Information:
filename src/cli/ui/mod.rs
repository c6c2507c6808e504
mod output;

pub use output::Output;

* * *

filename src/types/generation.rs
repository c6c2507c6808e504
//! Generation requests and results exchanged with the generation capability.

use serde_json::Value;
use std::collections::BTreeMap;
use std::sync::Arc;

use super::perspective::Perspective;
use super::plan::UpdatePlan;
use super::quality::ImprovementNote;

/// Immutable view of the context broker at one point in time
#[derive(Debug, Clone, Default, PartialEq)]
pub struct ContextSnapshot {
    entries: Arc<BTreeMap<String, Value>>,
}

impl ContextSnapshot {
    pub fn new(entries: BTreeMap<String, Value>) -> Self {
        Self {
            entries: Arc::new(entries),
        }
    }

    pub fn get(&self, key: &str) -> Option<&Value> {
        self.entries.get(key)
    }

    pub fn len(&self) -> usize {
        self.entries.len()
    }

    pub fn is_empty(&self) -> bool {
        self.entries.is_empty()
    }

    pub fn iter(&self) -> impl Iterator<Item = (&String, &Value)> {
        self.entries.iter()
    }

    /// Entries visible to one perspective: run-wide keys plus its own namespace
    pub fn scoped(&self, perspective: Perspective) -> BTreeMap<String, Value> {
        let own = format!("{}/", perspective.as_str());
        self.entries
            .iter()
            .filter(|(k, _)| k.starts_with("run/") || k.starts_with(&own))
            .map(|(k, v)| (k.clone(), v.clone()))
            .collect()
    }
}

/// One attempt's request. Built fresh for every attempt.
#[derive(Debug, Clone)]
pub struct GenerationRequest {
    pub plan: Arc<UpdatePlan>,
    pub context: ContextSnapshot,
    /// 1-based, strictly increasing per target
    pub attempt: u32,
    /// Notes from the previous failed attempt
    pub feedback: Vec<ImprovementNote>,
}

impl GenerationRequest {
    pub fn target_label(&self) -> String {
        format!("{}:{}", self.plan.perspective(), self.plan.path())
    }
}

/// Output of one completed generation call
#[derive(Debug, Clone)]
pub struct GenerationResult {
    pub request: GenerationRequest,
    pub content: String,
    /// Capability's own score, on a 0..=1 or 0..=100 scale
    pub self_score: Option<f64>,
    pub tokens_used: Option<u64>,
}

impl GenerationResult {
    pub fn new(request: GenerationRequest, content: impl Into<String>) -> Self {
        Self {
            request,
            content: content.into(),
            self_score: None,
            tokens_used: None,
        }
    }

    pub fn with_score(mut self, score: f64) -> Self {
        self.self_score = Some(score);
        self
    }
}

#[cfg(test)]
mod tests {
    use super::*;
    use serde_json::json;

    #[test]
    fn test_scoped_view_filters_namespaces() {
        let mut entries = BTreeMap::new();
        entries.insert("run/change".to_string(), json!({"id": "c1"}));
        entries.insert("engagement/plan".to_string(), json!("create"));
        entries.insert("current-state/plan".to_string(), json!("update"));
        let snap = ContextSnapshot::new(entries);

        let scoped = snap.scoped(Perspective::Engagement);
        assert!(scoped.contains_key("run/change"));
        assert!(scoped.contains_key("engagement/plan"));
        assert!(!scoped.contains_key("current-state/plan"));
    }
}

Your task: Check each line of the entries for the string "filename". Copy the lines that have it.

Answer to this problem:
filename src/cli/ui/mod.rs
filename src/types/generation.rs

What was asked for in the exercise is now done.